Ordnungswidrigkeitenrecht

Amtsgerichtsurteil erhält Sachrüge: Geschwindigkeitsmessung durch nachfahrendes Polizeimotorrad in Schräglage braucht Fixpunke

Im folgenden Fall, der dem Oberlandesgericht Hamm (OLG) vorgelegt wurde, musste es sich mit dem Urteil eines Amtsgerichts (AG) befassen. Dieses hatte einen Biker wegen zu schnellen Fahrens sowie riskanten Überholens verurteilt. Probleme hierbei machten sowohl die etwas ungewöhnlichere Messmethode als auch das hierfür erstellte Gutachten, das die Messdaten durch das erfolgte Hinterherfahren eigentlich stützen sollte – genau: “eigentlich”.

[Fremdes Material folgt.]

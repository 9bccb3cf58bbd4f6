use rust_decimal::Decimal;
use serde::{Deserialize, Serialize};
use std::fmt;
use std::str::FromStr;

use crate::decimal::{Money, Rate};
use crate::errors::{RepaymentError, Result};

/// balance and pricing of the credit line being repaid
#[derive(Debug, Clone, Copy, PartialEq, Eq, Serialize)]
pub struct LoanParameters {
    starting_balance: Money,
    annual_rate: Rate,
}

impl LoanParameters {
    /// `annual_rate_percent` is in percentage points, so 19.9 means 19.9%
    pub fn new(starting_balance: Money, annual_rate_percent: Decimal) -> Result<Self> {
        if !starting_balance.is_positive() {
            return Err(RepaymentError::InvalidBalance {
                balance: starting_balance,
            });
        }

        let annual_rate = Rate::from_percent(annual_rate_percent);
        if annual_rate_percent < Decimal::ZERO {
            return Err(RepaymentError::InvalidInterestRate { rate: annual_rate });
        }

        Ok(Self {
            starting_balance,
            annual_rate,
        })
    }

    pub fn starting_balance(&self) -> Money {
        self.starting_balance
    }

    /// nominal annual rate as a fraction
    pub fn annual_rate(&self) -> Rate {
        self.annual_rate
    }

    pub fn annual_rate_percent(&self) -> Decimal {
        self.annual_rate.as_percentage()
    }

    pub fn monthly_rate(&self) -> Rate {
        self.annual_rate.monthly_rate()
    }
}

/// how each month's payment is chosen
#[derive(Debug, Clone, Copy, PartialEq, Eq, Serialize)]
#[serde(tag = "mode", rename_all = "camelCase")]
pub enum RepaymentStrategy {
    /// pay a percentage of the balance, never less than the floor payment
    MinimumPercentage { percent: Decimal, max_months: u32 },
    /// pay the same amount every month until the balance is cleared
    FixedPayment { amount: Money },
    /// pay a level amount that clears the balance in `months`
    DesiredMonths { months: u32 },
}

impl RepaymentStrategy {
    pub fn minimum_percentage(percent: Decimal, max_months: u32) -> Result<Self> {
        if percent <= Decimal::ZERO {
            return Err(RepaymentError::InvalidPercentage { percent });
        }
        if max_months == 0 {
            return Err(RepaymentError::InvalidMonths { months: max_months });
        }
        Ok(Self::MinimumPercentage { percent, max_months })
    }

    pub fn fixed_payment(amount: Money) -> Result<Self> {
        if !amount.is_positive() {
            return Err(RepaymentError::InvalidPaymentAmount { amount });
        }
        Ok(Self::FixedPayment { amount })
    }

    pub fn desired_months(months: u32) -> Result<Self> {
        if months == 0 {
            return Err(RepaymentError::InvalidMonths { months });
        }
        Ok(Self::DesiredMonths { months })
    }

    pub fn kind(&self) -> RepaymentMode {
        match self {
            Self::MinimumPercentage { .. } => RepaymentMode::Minimum,
            Self::FixedPayment { .. } => RepaymentMode::Fixed,
            Self::DesiredMonths { .. } => RepaymentMode::DesiredMonths,
        }
    }

    /// the strategy's own month bound, if it has one
    pub fn month_limit(&self) -> Option<u32> {
        match self {
            Self::MinimumPercentage { max_months, .. } => Some(*max_months),
            Self::FixedPayment { .. } => None,
            Self::DesiredMonths { months } => Some(*months),
        }
    }
}

/// strategy selector as it arrives from a form
#[derive(Debug, Clone, Copy, PartialEq, Eq, Hash, Serialize, Deserialize)]
#[serde(rename_all = "camelCase")]
pub enum RepaymentMode {
    Minimum,
    Fixed,
    DesiredMonths,
}

impl RepaymentMode {
    pub fn as_str(&self) -> &'static str {
        match self {
            Self::Minimum => "minimum",
            Self::Fixed => "fixed",
            Self::DesiredMonths => "desiredMonths",
        }
    }
}

impl fmt::Display for RepaymentMode {
    fn fmt(&self, f: &mut fmt::Formatter<'_>) -> fmt::Result {
        f.write_str(self.as_str())
    }
}

impl FromStr for RepaymentMode {
    type Err = RepaymentError;

    fn from_str(s: &str) -> Result<Self> {
        match s.trim() {
            "minimum" => Ok(Self::Minimum),
            "fixed" => Ok(Self::Fixed),
            "desiredMonths" => Ok(Self::DesiredMonths),
            other => Err(RepaymentError::InvalidConfiguration {
                message: format!("unknown repayment mode '{}'", other),
            }),
        }
    }
}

Der betreffende Motorradfahrer befuhr eine Landstraße und überholte einen vor ihm fahrenden Pkw. Dabei wurde er von einem hinterherfahrenden Polizeimotorrad gemessen – es wurde eine Geschwindigkeitsüberschreitung von 41 km/h festgestellt. Zudem wurde ein Überholvorgang dokumentiert, der nicht ohne Gefährdung des Gegenverkehrs abgeschlossen werden konnte. Daraufhin erging ein Bußgeldbescheid in Höhe von 370 EUR, und es wurde ein Fahrverbot von einem Monat verhängt. Dagegen legte der Betroffene Einspruch ein. Denn er war der Ansicht, die Messung sei durch Hinterherfahren in Schräglage nicht verwertbar. Das zuständige AG stimmte zwar zu, dass es sich nicht um ein standardisiertes Verfahren handelte und von daher ein Gutachten einzuholen sei. Aber auf Basis eben jenes Gutachtens wurde der Betroffene dann auch verurteilt.

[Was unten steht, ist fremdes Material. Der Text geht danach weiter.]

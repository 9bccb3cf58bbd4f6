/// form input - validate raw form values before calculating
use credit_repayment_rs::{CalculatorConfig, RepaymentError, RepaymentForm, ScheduleReport};

fn main() -> Result<(), Box<dyn std::error::Error>> {
    let config = CalculatorConfig::default();

    // a form with mistakes is rejected field by field
    let bad = RepaymentForm::new("", "twenty").minimum("2", "");
    match bad.calculate(&config) {
        Err(RepaymentError::Validation(errors)) => {
            println!("form rejected:");
            for (field, message) in errors.iter() {
                println!("  {:<18} {}", field, message);
            }
        }
        other => println!("unexpected: {:?}", other.map(|r| r.months_to_payoff())),
    }

    // the same form submitted as json, corrected
    let good = RepaymentForm::from_json(
        r#"{
            "creditBalance": "850",
            "interestRate": "24.9",
            "mode": "fixed",
            "fixedPayment": "60"
        }"#,
    )?;
    let result = good.calculate(&config)?;
    println!("\n{}", ScheduleReport::new(&result, &config.display));

    Ok(())
}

Dieses Urteil hob das OLG nun jedoch auf. Zwar sei es richtig, dass bei einer solchen Messung nicht von einem standardisierten Verfahren ausgegangen werden könne. Daher sei das Gutachten zu Recht eingeholt worden. Es müsse aber bei einer Messung durch Nachfahren genau festgelegt werden, welche Fixpunkte Beginn und Ende der Messung definieren, welchen Abstand sie voneinander hatten und in welcher Zeit das Motorrad diese Distanz zurücklegte. Bei dem zweiten Vorwurf des Überholens trotz unübersichtlicher Stelle müssen genaue Feststellungen zur Übersichtlichkeit der Strecke erfolgen – auch das sei hier nicht der Fall gewesen. Die Sache wurde zur weiteren Feststellung an das AG zurückverwiesen.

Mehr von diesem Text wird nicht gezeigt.